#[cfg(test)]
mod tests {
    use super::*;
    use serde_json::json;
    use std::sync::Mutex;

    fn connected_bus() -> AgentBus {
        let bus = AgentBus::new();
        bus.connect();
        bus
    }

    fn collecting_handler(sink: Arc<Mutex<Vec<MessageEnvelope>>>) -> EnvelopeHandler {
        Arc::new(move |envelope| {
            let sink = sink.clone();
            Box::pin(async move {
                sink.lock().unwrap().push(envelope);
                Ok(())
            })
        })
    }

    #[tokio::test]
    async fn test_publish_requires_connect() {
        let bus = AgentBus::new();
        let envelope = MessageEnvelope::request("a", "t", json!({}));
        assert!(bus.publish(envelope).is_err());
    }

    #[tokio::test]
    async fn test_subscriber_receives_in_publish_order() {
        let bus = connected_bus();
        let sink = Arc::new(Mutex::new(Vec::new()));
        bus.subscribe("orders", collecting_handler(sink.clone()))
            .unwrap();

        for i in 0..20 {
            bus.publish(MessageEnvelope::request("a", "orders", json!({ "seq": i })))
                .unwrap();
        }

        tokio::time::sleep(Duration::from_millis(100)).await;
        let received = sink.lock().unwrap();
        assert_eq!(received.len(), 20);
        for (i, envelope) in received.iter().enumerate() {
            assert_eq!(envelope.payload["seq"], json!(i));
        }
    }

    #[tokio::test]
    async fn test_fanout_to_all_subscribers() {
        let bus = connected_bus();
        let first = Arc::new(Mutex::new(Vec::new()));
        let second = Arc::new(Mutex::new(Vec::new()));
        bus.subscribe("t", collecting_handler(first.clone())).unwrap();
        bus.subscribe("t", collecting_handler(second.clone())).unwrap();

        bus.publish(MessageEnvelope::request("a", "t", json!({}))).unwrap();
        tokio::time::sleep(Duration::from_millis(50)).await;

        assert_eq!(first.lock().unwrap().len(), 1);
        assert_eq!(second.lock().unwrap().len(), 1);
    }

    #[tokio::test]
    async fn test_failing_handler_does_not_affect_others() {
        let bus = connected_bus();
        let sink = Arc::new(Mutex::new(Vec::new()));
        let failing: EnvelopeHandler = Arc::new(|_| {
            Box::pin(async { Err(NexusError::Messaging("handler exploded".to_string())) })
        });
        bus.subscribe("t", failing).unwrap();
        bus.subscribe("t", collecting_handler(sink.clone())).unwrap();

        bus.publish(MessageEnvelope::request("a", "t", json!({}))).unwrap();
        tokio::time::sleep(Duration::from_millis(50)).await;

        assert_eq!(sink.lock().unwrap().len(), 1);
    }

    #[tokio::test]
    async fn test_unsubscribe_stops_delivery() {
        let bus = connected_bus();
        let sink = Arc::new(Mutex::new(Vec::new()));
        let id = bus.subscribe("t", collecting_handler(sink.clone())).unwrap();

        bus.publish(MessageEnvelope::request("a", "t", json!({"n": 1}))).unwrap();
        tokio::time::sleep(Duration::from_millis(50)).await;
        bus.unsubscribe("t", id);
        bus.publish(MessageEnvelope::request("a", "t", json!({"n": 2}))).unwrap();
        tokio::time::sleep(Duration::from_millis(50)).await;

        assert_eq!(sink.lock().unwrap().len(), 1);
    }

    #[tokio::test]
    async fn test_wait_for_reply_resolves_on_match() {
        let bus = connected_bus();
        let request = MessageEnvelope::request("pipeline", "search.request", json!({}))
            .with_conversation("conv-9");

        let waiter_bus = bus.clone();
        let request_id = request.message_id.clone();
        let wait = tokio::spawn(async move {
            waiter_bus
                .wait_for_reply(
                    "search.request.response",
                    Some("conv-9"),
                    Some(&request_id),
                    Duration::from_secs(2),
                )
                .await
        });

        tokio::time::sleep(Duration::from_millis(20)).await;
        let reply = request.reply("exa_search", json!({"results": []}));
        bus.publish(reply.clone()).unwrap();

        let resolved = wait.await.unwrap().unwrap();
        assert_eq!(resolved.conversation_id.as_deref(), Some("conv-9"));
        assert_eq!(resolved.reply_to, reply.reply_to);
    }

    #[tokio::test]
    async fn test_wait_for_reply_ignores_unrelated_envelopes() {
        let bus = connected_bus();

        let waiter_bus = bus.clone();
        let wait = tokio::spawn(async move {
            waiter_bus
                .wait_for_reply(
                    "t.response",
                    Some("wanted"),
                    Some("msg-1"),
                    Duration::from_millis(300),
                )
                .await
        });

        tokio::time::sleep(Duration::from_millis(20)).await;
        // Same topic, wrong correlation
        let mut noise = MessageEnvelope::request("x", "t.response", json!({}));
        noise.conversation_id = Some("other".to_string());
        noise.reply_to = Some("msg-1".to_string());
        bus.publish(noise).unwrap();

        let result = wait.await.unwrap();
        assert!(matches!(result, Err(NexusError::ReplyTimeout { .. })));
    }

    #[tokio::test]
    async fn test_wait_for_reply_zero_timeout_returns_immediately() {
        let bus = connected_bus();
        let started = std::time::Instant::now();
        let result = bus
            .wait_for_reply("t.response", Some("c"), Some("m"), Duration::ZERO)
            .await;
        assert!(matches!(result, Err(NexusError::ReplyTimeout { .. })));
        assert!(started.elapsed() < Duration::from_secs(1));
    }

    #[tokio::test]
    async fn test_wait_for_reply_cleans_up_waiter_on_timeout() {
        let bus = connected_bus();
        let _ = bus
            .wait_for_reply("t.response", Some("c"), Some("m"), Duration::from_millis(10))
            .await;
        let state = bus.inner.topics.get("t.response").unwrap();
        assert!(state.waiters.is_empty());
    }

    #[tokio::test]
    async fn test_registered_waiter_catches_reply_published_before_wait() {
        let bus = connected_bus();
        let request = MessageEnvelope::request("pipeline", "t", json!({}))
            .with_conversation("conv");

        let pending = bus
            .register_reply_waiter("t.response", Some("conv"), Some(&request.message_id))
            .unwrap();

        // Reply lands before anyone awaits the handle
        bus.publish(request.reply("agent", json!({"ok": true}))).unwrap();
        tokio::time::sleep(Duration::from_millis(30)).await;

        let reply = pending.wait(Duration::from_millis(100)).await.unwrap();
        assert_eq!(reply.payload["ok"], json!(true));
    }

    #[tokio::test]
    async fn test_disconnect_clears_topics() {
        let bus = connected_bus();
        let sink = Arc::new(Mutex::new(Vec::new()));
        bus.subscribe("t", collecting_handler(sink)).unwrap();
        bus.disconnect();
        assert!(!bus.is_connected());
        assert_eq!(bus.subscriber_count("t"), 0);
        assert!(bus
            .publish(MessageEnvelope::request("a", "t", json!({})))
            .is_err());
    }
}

### Exercise
Copy out the lines of the data where the word "state" can be found.

### Response box
        let state = bus.inner.topics.get("t.response").unwrap();
        assert!(state.waiters.is_empty());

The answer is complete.